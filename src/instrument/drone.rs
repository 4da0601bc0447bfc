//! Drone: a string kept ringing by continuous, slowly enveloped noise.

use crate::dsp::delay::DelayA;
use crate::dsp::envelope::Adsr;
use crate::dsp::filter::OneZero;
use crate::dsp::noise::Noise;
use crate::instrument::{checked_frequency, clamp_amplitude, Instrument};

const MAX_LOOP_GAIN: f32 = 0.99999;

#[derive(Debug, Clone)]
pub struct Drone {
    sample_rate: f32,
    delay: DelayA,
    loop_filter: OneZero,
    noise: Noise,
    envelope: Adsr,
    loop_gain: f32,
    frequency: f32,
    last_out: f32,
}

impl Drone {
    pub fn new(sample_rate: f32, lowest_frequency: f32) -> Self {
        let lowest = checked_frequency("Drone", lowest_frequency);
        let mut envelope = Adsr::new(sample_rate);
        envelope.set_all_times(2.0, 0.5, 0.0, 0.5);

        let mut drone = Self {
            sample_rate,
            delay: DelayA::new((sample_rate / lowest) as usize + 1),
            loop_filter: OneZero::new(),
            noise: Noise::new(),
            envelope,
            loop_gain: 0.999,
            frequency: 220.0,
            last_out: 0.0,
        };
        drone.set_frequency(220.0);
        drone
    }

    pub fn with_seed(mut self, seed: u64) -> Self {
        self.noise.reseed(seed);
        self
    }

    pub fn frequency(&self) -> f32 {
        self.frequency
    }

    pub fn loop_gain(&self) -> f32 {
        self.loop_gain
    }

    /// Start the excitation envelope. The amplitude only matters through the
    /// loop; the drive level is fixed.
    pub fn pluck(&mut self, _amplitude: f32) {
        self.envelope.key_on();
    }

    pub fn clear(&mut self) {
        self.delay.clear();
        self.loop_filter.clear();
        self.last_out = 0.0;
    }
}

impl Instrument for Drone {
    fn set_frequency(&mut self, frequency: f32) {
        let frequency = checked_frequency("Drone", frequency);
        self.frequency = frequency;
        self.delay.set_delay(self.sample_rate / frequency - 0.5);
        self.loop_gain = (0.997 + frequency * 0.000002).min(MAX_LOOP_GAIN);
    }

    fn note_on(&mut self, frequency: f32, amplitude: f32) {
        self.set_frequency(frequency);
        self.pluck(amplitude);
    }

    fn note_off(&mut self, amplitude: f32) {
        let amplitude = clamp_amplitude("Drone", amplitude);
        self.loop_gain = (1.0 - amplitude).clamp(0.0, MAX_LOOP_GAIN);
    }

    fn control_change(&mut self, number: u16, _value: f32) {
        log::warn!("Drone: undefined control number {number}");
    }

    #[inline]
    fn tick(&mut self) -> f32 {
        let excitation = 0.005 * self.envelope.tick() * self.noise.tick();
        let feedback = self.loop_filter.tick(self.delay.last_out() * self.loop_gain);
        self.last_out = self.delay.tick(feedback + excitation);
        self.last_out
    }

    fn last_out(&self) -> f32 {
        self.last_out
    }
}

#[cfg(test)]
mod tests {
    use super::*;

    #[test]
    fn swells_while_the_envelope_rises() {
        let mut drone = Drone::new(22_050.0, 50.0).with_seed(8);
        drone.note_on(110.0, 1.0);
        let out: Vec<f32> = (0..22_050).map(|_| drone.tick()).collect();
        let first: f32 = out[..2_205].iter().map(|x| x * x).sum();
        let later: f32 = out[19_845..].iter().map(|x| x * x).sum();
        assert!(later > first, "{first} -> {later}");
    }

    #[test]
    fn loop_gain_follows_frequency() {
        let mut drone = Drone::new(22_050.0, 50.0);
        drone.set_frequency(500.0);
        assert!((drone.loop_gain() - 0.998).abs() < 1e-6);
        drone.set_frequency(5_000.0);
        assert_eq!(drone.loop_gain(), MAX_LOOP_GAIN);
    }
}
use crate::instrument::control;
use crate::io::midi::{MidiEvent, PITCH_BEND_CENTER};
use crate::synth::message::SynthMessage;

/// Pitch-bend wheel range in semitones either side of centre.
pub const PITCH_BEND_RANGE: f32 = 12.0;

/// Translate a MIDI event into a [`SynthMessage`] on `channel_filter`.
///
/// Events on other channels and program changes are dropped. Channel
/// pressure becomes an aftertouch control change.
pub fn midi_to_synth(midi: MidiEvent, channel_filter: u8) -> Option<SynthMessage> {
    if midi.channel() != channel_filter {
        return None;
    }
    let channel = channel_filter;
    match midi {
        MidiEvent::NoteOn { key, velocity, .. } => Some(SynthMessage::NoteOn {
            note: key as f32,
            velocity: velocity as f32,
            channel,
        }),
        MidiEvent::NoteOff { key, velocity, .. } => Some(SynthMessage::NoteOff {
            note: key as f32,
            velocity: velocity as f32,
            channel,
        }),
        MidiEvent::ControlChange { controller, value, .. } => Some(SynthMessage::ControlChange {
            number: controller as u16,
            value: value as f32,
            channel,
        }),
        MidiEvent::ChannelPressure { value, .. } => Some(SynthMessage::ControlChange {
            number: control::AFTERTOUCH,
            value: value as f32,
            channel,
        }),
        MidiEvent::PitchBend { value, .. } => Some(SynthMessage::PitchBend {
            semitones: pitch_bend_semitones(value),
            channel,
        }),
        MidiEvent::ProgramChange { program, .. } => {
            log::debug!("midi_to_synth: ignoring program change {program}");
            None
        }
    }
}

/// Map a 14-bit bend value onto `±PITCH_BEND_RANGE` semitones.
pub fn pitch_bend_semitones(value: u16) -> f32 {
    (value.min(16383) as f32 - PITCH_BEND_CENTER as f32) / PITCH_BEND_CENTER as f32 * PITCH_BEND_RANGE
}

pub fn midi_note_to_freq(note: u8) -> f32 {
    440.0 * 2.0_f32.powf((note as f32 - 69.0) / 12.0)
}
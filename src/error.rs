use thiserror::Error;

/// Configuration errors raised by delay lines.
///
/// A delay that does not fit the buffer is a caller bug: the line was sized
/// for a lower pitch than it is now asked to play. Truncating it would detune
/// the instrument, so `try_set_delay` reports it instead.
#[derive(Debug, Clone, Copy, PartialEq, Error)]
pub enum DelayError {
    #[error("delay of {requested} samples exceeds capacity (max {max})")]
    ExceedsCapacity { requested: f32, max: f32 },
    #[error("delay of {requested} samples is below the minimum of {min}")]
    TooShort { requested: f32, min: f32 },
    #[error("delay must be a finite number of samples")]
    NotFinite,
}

┄┄┄┄┄┄┄┄┄┄

▶ Requirement: The reply should hold only the lines from the beginning of the listing to the line with "use crate::dsp::noise::Noise;", both ends included, unchanged.

▶ Reply to the exercise:
filename src/instrument/drone.rs
repository 4da0601bc0447bfc
//! Drone: a string kept ringing by continuous, slowly enveloped noise.

use crate::dsp::delay::DelayA;
use crate::dsp::envelope::Adsr;
use crate::dsp::filter::OneZero;
use crate::dsp::noise::Noise;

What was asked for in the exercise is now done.